▶
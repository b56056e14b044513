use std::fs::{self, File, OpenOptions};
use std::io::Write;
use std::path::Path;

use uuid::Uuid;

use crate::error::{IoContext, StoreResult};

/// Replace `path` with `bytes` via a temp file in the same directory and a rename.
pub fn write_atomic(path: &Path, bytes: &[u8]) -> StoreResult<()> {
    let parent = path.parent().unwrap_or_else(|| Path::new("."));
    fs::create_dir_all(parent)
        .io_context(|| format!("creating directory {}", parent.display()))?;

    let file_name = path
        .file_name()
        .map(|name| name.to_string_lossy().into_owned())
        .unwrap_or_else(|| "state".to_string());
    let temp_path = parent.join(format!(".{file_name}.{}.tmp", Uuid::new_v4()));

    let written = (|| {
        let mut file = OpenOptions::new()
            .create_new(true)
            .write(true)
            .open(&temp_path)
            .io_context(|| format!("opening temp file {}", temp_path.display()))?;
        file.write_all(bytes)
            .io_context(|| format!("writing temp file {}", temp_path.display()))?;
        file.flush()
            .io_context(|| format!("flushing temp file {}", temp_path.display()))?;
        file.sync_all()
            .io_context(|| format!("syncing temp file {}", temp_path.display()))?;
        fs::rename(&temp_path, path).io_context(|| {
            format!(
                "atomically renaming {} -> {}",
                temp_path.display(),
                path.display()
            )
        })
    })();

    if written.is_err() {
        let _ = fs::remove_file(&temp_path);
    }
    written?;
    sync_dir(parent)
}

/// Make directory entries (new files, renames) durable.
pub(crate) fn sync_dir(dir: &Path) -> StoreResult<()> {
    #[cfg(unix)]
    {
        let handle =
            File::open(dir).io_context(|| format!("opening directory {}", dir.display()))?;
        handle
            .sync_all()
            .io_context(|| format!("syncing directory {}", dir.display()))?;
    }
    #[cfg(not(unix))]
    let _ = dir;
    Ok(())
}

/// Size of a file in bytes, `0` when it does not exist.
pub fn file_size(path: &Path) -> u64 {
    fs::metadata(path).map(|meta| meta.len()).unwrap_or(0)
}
◀
▶
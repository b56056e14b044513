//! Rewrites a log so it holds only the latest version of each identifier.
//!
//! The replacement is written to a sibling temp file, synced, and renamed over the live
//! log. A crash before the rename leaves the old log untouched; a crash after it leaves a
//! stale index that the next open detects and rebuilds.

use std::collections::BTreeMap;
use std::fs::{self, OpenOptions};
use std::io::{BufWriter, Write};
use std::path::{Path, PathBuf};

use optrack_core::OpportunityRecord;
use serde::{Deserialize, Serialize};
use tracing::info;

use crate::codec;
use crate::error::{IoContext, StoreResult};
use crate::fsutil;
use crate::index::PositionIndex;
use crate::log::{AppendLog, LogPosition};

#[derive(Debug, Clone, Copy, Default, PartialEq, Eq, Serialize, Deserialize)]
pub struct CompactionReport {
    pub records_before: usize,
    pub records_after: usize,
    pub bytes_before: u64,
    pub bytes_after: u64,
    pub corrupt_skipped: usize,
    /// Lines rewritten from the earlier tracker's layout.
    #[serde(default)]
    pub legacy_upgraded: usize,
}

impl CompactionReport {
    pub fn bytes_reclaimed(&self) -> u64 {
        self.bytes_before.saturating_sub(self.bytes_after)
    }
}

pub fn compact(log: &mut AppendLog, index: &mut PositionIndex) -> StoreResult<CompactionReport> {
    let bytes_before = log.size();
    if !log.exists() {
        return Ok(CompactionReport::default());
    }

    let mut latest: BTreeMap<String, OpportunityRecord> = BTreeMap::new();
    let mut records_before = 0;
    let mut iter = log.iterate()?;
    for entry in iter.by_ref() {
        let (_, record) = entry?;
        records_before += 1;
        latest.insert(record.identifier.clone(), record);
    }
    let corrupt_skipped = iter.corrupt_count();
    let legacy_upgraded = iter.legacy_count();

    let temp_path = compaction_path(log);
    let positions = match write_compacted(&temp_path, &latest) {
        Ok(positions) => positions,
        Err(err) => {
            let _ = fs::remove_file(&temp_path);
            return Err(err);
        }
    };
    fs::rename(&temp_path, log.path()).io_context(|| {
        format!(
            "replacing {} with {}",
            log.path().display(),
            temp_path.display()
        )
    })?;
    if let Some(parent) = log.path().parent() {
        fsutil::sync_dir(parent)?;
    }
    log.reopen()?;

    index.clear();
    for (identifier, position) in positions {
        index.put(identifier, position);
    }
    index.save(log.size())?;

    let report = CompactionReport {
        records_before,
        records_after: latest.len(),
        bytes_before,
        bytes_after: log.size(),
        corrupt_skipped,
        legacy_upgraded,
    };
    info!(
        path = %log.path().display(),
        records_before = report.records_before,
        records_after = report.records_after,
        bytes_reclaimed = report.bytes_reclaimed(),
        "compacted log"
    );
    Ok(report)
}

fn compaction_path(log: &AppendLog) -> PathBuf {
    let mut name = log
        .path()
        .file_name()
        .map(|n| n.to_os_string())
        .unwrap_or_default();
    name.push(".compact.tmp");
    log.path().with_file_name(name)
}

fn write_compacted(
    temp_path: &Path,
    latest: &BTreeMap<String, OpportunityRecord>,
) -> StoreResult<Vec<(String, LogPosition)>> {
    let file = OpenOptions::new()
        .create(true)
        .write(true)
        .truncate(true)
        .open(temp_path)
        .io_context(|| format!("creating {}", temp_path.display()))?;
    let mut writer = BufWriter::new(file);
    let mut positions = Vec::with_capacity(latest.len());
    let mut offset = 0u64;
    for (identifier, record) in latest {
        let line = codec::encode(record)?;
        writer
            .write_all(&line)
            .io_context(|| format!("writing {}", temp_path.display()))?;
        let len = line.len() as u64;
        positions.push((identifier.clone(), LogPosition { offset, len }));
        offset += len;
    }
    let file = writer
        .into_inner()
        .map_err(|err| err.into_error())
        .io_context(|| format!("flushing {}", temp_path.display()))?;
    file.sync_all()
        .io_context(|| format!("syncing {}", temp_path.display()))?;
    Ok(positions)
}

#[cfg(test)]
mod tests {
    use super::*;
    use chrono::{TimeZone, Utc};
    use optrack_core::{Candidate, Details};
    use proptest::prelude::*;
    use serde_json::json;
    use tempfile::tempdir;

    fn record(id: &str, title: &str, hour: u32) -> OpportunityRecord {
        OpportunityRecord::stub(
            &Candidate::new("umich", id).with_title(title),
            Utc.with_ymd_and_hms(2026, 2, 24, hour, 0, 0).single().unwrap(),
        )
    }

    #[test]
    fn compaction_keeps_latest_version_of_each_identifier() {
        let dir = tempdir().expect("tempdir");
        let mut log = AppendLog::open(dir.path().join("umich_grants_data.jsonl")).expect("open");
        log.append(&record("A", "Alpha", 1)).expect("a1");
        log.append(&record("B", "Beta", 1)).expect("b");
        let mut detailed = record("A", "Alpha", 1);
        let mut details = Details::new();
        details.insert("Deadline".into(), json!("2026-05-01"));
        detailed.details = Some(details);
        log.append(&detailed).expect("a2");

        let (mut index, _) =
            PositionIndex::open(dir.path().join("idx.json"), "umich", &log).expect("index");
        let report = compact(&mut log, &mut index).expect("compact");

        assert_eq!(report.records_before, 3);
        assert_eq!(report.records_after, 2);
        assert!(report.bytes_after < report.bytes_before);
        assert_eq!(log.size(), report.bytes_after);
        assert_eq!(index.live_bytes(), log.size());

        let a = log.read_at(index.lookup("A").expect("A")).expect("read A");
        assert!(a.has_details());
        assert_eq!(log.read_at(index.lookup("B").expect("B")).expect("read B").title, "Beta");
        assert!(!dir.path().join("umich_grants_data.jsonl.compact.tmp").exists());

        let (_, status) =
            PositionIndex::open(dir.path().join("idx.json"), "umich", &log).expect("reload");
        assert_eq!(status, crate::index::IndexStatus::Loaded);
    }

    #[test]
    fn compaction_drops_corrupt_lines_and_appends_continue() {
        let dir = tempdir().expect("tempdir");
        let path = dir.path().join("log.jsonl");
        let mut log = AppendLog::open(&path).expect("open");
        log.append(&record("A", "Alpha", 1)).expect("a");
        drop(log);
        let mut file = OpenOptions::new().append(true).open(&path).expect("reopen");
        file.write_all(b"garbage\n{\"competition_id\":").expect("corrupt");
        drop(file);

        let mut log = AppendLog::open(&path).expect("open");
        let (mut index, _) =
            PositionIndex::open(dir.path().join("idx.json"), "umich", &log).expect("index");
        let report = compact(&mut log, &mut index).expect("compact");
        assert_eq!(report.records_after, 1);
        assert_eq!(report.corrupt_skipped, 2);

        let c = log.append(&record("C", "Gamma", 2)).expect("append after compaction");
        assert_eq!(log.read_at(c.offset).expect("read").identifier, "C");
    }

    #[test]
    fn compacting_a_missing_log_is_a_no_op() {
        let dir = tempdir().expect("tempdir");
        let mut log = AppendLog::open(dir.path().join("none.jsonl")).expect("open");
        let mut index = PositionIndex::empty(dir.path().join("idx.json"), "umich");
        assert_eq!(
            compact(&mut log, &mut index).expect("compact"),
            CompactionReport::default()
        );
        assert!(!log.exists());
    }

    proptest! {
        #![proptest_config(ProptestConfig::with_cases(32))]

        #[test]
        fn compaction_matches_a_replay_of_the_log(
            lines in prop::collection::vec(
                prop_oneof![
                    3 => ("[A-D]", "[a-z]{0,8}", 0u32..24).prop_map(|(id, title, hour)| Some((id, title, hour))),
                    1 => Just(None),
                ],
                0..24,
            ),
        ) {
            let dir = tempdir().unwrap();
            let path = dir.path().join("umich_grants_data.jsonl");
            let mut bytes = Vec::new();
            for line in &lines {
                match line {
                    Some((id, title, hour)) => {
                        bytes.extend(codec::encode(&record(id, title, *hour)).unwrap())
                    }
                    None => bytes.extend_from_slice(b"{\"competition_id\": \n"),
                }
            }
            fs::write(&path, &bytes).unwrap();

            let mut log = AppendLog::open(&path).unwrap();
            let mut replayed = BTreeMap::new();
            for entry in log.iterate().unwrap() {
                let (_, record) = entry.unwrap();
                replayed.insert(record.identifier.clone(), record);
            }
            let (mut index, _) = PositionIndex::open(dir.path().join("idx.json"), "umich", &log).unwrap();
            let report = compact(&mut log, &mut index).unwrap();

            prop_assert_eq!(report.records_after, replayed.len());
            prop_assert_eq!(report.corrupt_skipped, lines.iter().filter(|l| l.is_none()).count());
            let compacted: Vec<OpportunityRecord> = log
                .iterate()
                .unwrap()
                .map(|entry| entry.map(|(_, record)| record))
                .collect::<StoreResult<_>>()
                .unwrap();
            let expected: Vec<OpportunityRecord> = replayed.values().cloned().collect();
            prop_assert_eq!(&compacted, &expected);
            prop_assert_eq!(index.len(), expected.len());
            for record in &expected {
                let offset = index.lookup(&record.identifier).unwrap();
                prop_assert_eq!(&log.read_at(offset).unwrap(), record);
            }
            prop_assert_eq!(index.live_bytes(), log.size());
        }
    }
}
◀
- [Your instructions]:
I'd like the lines above from the one with "earlier tracker's layout." up to and including the one with "let mut records_before = 0;" copied exactly, with no other lines.

- [Response box]:
    /// Lines rewritten from the earlier tracker's layout.
    #[serde(default)]
    pub legacy_upgraded: usize,
}

impl CompactionReport {
    pub fn bytes_reclaimed(&self) -> u64 {
        self.bytes_before.saturating_sub(self.bytes_after)
    }
}

pub fn compact(log: &mut AppendLog, index: &mut PositionIndex) -> StoreResult<CompactionReport> {
    let bytes_before = log.size();
    if !log.exists() {
        return Ok(CompactionReport::default());
    }

    let mut latest: BTreeMap<String, OpportunityRecord> = BTreeMap::new();
    let mut records_before = 0;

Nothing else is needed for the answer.